[Dataset records]
####################
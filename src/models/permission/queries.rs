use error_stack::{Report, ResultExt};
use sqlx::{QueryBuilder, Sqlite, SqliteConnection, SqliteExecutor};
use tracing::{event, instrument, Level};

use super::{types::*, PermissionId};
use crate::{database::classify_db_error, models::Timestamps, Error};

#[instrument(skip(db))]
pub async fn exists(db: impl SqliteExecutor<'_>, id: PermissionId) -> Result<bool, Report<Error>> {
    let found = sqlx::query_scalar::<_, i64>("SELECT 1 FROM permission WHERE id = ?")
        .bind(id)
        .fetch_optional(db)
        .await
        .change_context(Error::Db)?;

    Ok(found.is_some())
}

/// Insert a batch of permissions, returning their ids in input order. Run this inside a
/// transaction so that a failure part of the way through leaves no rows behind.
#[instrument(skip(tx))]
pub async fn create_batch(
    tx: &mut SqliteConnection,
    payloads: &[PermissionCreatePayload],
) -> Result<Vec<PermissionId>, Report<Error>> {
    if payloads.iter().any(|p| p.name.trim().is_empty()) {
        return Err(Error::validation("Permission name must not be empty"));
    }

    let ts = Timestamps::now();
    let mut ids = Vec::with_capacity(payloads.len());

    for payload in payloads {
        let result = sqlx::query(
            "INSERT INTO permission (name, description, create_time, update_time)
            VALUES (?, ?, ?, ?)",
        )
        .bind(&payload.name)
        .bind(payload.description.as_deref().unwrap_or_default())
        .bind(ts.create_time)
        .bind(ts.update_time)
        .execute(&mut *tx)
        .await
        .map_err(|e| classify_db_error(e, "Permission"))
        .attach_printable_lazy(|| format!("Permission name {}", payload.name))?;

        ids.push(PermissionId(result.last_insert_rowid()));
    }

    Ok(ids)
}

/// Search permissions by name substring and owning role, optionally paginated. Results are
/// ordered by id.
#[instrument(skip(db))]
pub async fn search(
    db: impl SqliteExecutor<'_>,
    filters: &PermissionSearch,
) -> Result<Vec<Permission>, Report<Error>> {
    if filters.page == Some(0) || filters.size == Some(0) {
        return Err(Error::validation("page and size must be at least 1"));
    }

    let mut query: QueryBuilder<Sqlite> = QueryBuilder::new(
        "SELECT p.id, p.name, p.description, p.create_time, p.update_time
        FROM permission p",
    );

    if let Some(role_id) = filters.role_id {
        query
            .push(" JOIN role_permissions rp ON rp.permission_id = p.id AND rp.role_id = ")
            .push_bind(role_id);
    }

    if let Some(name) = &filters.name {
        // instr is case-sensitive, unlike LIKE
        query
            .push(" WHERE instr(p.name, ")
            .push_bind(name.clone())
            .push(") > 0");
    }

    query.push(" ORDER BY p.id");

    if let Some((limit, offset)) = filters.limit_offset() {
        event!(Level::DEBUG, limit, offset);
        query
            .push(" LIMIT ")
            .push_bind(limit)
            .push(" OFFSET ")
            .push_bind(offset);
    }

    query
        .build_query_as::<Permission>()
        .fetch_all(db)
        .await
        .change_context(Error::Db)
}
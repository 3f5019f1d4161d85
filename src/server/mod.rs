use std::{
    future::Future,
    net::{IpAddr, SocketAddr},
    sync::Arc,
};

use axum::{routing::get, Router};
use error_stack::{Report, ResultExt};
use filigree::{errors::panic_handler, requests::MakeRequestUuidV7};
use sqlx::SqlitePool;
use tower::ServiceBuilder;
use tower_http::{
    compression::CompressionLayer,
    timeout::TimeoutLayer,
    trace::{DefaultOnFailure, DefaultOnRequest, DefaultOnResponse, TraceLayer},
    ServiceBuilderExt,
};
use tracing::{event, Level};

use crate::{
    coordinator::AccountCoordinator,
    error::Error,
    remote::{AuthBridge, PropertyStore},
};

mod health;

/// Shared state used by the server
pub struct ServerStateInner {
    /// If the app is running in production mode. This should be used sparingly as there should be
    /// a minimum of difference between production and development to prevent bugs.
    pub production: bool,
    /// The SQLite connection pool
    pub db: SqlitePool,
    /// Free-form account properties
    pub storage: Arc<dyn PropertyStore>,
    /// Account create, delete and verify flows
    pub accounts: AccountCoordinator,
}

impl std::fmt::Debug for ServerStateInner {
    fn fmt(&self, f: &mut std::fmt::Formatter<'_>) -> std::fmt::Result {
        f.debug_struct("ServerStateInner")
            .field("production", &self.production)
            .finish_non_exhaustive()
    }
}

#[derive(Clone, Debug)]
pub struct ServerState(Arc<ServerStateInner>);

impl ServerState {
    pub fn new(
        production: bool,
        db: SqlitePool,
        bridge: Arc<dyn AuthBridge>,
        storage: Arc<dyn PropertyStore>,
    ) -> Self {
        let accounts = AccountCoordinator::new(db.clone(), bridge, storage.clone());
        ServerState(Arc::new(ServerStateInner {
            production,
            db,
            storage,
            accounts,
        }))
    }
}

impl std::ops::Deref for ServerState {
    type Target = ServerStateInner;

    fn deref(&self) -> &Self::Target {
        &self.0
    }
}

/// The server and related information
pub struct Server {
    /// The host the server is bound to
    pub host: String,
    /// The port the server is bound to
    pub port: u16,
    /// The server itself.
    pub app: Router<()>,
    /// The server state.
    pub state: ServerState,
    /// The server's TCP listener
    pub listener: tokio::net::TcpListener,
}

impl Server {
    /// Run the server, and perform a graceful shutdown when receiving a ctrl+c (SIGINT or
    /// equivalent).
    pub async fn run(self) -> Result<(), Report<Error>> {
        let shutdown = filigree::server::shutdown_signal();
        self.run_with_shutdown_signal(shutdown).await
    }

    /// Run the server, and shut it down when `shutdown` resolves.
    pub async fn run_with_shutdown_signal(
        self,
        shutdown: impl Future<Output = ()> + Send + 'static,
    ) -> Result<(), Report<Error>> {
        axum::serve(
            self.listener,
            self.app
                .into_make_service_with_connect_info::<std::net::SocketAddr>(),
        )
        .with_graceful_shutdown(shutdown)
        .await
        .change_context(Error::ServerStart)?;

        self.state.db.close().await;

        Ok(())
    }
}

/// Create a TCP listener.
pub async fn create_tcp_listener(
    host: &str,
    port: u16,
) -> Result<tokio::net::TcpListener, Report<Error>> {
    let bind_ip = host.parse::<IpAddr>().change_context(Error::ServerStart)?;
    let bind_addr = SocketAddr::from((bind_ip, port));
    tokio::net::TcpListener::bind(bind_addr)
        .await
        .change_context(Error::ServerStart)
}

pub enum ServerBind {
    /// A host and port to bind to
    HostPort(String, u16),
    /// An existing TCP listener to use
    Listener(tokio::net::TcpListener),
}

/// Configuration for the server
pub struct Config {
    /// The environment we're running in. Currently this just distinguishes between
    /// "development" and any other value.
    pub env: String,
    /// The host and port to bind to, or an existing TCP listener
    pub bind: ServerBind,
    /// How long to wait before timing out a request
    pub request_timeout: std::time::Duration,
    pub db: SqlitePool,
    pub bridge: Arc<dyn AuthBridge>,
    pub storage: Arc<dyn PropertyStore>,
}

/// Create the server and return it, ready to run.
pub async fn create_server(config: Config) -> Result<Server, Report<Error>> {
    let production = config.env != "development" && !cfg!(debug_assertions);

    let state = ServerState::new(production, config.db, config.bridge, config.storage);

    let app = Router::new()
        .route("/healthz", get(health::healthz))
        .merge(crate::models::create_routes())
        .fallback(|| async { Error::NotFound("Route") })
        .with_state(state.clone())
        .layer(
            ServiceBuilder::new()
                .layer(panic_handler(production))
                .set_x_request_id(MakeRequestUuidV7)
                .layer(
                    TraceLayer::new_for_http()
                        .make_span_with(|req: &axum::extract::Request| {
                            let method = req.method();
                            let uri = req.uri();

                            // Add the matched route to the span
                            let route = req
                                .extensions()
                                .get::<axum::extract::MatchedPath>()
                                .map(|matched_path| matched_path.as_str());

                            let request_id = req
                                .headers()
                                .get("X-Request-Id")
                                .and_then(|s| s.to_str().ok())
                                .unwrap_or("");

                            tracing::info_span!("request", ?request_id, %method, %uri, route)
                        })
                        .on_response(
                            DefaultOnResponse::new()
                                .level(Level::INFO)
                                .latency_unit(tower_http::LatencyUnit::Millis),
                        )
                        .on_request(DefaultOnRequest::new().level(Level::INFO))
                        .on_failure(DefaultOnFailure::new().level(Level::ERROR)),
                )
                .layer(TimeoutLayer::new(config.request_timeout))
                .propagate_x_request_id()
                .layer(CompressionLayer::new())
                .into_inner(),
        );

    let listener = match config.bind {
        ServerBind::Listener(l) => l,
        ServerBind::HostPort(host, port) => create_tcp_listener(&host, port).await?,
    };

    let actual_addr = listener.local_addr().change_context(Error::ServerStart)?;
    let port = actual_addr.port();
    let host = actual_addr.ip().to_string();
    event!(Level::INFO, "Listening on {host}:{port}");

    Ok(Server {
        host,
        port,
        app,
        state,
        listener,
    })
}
####################
Work instructions: The expected answer is each line of the records above that includes the string "SELECT".

Response for this exercise:
    let found = sqlx::query_scalar::<_, i64>("SELECT 1 FROM permission WHERE id = ?")
        "SELECT p.id, p.name, p.description, p.create_time, p.update_time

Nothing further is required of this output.